Report each line of the data that has "divisor" somewhere in it.

======== Data under study

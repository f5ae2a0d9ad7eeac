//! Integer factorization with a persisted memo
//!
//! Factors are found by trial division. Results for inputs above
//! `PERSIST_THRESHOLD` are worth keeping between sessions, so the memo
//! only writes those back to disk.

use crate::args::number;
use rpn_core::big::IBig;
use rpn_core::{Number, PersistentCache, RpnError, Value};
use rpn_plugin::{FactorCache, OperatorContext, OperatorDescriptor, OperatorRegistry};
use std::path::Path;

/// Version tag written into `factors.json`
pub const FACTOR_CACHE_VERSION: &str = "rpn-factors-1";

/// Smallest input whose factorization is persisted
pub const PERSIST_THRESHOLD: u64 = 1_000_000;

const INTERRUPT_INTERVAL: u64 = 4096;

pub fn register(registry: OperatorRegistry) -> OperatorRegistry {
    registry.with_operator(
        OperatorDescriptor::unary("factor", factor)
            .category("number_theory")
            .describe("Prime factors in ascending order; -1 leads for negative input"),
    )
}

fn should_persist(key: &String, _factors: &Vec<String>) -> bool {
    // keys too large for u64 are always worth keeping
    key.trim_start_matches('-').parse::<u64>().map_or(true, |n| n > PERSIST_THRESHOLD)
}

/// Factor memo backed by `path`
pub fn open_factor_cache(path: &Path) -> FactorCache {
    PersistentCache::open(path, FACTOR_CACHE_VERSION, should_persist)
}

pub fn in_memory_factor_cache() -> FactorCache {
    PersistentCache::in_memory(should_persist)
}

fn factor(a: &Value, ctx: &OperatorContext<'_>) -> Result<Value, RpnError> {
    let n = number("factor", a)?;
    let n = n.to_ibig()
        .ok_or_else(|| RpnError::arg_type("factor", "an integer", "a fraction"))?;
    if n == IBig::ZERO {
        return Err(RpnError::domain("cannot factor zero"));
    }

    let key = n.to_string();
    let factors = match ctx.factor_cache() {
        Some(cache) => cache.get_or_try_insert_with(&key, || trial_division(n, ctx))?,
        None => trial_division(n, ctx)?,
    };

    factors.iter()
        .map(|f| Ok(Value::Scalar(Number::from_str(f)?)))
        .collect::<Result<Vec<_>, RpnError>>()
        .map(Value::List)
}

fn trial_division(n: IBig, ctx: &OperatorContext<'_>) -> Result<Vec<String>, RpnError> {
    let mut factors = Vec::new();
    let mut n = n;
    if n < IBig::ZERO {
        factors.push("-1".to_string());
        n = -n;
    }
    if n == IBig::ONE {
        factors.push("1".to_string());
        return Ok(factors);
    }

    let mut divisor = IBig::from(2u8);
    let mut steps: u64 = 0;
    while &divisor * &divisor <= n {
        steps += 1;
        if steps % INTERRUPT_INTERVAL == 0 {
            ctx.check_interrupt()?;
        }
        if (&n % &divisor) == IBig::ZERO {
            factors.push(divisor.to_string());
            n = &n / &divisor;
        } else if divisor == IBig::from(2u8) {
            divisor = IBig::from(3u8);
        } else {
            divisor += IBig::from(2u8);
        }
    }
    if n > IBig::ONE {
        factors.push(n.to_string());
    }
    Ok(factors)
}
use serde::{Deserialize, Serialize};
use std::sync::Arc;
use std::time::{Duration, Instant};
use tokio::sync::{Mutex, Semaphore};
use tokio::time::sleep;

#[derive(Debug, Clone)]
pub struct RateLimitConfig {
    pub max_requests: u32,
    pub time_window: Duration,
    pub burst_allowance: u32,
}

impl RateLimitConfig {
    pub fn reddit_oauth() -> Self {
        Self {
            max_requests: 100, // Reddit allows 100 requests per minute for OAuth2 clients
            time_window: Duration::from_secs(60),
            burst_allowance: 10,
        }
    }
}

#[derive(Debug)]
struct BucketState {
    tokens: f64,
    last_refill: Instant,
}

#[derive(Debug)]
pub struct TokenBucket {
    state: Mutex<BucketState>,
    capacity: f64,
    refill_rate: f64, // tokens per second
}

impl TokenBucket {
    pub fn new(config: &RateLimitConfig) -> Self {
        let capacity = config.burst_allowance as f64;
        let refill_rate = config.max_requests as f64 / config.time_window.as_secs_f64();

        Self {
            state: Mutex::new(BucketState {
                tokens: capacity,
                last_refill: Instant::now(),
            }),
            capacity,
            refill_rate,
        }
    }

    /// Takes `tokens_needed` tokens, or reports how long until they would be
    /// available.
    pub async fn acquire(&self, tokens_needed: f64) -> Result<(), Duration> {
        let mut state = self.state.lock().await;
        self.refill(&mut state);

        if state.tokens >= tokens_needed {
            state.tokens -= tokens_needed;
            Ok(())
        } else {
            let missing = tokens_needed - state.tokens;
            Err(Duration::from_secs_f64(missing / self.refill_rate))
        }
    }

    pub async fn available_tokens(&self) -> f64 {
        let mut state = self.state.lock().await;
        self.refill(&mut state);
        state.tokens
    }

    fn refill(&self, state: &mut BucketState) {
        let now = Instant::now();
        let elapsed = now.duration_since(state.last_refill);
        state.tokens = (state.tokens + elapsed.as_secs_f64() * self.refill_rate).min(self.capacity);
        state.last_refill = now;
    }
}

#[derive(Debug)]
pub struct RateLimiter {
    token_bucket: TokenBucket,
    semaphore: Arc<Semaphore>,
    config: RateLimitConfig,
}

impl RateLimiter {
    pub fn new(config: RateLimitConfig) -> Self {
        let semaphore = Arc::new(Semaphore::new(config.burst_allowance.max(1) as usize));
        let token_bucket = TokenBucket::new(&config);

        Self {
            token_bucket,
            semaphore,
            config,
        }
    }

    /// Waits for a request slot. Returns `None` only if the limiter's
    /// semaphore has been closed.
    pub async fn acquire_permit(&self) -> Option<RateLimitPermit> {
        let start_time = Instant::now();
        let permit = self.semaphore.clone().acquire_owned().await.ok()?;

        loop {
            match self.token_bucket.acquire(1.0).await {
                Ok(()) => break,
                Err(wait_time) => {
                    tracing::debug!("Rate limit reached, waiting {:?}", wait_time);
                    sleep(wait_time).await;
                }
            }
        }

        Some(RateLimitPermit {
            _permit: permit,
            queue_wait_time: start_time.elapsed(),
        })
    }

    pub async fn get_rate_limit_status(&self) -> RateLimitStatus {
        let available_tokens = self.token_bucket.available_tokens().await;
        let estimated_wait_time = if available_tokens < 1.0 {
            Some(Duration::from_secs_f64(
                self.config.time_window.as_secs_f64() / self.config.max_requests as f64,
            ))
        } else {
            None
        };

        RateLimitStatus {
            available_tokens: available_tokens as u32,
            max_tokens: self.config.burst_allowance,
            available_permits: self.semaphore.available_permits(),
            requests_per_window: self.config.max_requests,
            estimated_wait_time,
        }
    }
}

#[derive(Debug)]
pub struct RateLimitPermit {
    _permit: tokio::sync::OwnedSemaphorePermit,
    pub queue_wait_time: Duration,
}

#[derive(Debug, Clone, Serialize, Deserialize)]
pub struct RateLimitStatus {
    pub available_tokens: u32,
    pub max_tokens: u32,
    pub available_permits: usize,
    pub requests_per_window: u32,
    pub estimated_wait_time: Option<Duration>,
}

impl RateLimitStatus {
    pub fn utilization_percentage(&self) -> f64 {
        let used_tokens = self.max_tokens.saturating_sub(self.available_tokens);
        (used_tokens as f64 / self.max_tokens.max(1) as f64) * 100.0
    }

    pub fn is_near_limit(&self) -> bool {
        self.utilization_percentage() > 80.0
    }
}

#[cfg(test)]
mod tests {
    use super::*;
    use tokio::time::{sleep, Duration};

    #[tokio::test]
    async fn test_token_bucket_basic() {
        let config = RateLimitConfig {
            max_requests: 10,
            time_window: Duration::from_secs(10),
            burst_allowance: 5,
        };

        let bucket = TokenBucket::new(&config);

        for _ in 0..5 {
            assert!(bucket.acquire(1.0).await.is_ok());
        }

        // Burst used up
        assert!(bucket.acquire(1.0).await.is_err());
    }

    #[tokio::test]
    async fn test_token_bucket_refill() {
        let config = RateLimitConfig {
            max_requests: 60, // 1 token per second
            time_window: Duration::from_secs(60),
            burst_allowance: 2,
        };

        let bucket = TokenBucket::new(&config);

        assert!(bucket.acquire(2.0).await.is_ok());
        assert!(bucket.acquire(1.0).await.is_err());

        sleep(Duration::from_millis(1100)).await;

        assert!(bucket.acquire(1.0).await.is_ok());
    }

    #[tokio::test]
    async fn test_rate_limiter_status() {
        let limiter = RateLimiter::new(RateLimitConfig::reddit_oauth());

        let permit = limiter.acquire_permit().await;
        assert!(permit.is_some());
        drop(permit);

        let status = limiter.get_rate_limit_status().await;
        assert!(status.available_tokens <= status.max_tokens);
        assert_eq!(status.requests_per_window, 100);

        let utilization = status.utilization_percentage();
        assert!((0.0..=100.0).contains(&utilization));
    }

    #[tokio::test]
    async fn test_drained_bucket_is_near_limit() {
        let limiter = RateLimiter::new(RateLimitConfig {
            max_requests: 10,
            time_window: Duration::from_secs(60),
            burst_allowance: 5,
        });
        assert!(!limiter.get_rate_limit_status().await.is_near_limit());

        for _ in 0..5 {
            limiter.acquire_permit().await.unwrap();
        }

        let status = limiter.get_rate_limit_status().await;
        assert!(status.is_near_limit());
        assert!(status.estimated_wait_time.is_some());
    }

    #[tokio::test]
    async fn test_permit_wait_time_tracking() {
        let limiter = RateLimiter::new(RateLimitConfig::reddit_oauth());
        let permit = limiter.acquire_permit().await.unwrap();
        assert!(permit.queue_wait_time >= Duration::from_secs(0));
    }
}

================

▸ Written solution:
    let mut divisor = IBig::from(2u8);
    while &divisor * &divisor <= n {
        if (&n % &divisor) == IBig::ZERO {
            factors.push(divisor.to_string());
            n = &n / &divisor;
        } else if divisor == IBig::from(2u8) {
            divisor = IBig::from(3u8);
            divisor += IBig::from(2u8);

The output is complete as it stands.